By , Dieter Kurtenbach
Published January 30, 2017
I was a holdout.
I didn't like the Wild Card Games when Major League Baseball introduced them in 2012.
It came off like a cheap trope -- baseball is a macro sport and after 162 games you're going to have a one-game playoff? I couldn't reconcile the fact that after six months of play, everything was determined by one game. It didn't seem fair or right.
I've changed my mind. I'm all-in on the Wild Card Games now.
My conversion was not overnight. I've watched the Wild Card Games for five years and have, of course, appreciated the unquestionable entertainment that comes from a winner-take-all contest. Slowly, but surely, my sense of "fairness" and "right" has been chipped away by the drama and intrigue of the games. They were too good to deny.
Tuesday's American League Wild Card Game was the final straw.
What a contest! That game had everything we love about sports -- two great teams, locked into battle, with high-leverage situations abound.
There was the spectacular and the blundering -- there was a half-full tall boy thrown onto the field by a fan who was even more trash than the Labatt Blue that was tossed -- and it was all because one game meant everything.
Baseball needs more games like Tuesday's -- games like that could pull the sport out of the decade-long malaise that's relegated it to regional status. Tuesday night was must-see, no matter if you were in Toronto, Baltimore, or anywhere in between. We can only hope Wednesday's National League Wild Card Game is half as engrossing of Tuesday's.
There's something endearing about the desperation of it all. It's almost misanthropic, but the fact that nine innings can determine if your season was a success or failure -- if the last six, grueling months were worth it all -- makes for wonderful television, and by all accounts, the atmosphere in Toronto Tuesday was for the ages (save for that beer-tossing fan).
I've come to terms with the fact that Games 1 through 162 hinge on 163, because there is another side to that -- one we frankly don't consider enough: division winners don't have to go through the drama of a one-game playoff as a reward for their regular-season success.

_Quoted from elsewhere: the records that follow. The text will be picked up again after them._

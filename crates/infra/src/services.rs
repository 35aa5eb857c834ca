//! Wiring of the ledger components over a set of repository ports.

use std::sync::Arc;

use lotledger_core::{Clock, SequenceService};
use lotledger_events::NotificationSink;

use crate::allocator::FefoAllocator;
use crate::config::LedgerConfig;
use crate::goods::GoodsFlow;
use crate::jobs::MaintenanceSweep;
use crate::ledger::StockLedger;
use crate::lots::LotRegistry;
use crate::movements::MovementRecorder;
use crate::repository::{
    InMemoryLedgerStore, LotRepository, MovementRepository, ReservationRepository, StockRepository,
};
use crate::reservations::ReservationManager;

#[derive(Clone)]
pub struct LedgerPorts {
    pub lots: Arc<dyn LotRepository>,
    pub stock: Arc<dyn StockRepository>,
    pub movements: Arc<dyn MovementRepository>,
    pub reservations: Arc<dyn ReservationRepository>,
}

impl LedgerPorts {
    /// Every port backed by the same in-memory store.
    pub fn in_memory(store: Arc<InMemoryLedgerStore>) -> Self {
        Self {
            lots: store.clone(),
            stock: store.clone(),
            movements: store.clone(),
            reservations: store,
        }
    }
}

/// The five ledger components plus the flows built on them, sharing one
/// clock, sequence service, notification sink and configuration.
pub struct LedgerServices {
    pub lots: Arc<LotRegistry>,
    pub movements: Arc<MovementRecorder>,
    pub ledger: Arc<StockLedger>,
    pub allocator: Arc<FefoAllocator>,
    pub reservations: Arc<ReservationManager>,
    pub goods: GoodsFlow,
    pub sweep: Arc<MaintenanceSweep>,
    pub config: Arc<LedgerConfig>,
}

impl LedgerServices {
    pub fn new(
        ports: LedgerPorts,
        config: LedgerConfig,
        clock: Arc<dyn Clock>,
        sink: Arc<dyn NotificationSink>,
    ) -> Self {
        let config = Arc::new(config);
        let sequences = Arc::new(SequenceService::new());

        let lots = Arc::new(LotRegistry::new(
            ports.lots,
            ports.stock.clone(),
            sequences.clone(),
            clock.clone(),
            sink.clone(),
            config.clone(),
        ));
        let movements = Arc::new(MovementRecorder::new(
            ports.movements,
            ports.stock.clone(),
            sequences,
        ));
        let ledger = Arc::new(StockLedger::new(
            ports.stock.clone(),
            lots.clone(),
            movements.clone(),
            clock.clone(),
            sink.clone(),
            config.clone(),
        ));
        let allocator = Arc::new(FefoAllocator::new(ports.stock, lots.clone(), clock.clone()));
        let reservations = Arc::new(ReservationManager::new(
            ports.reservations,
            ledger.clone(),
            movements.clone(),
            allocator.clone(),
            sink.clone(),
            clock.clone(),
            config.clone(),
        ));
        let goods = GoodsFlow::new(lots.clone(), ledger.clone(), allocator.clone(), config.clone());
        let sweep = Arc::new(MaintenanceSweep::new(
            lots.clone(),
            ledger.clone(),
            reservations.clone(),
            sink,
            clock,
            config.clone(),
        ));

        Self {
            lots,
            movements,
            ledger,
            allocator,
            reservations,
            goods,
            sweep,
            config,
        }
    }
}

Between 2002 and 2004, three-straight World Series were won by Wild Card teams. Roughly one-third of World Series winners were Wild Card teams when the original next-best-team system was in play between 1995 and 2011. A team that didn't win a division -- something that should matter in a longform sport like baseball -- was given equal standing to a team that did under the prior format. Sometimes, the team with the best record didn't even face the team with the Wild Card team, because Major League Baseball didn't want to teams from the same division playing in the first round. All of this favor for what was typically a 72-loss team. That shouldn't have sat well with us.
The need for the Wild Card is clear -- I'm certainly not advocating to get rid of it, especially not now -- but there should be some additional challenge to being the last team in.
There's nothing more challenging than a win-or-go-home scenario.
Don't like it? Win more.
Baseball has a lot of challenges, and MLB has made more than its fair share of boneheaded decisions in recent years, but its not-quite-new postseason format is fantastic.
It took me a while to see the light, but long live the Wild Card Game.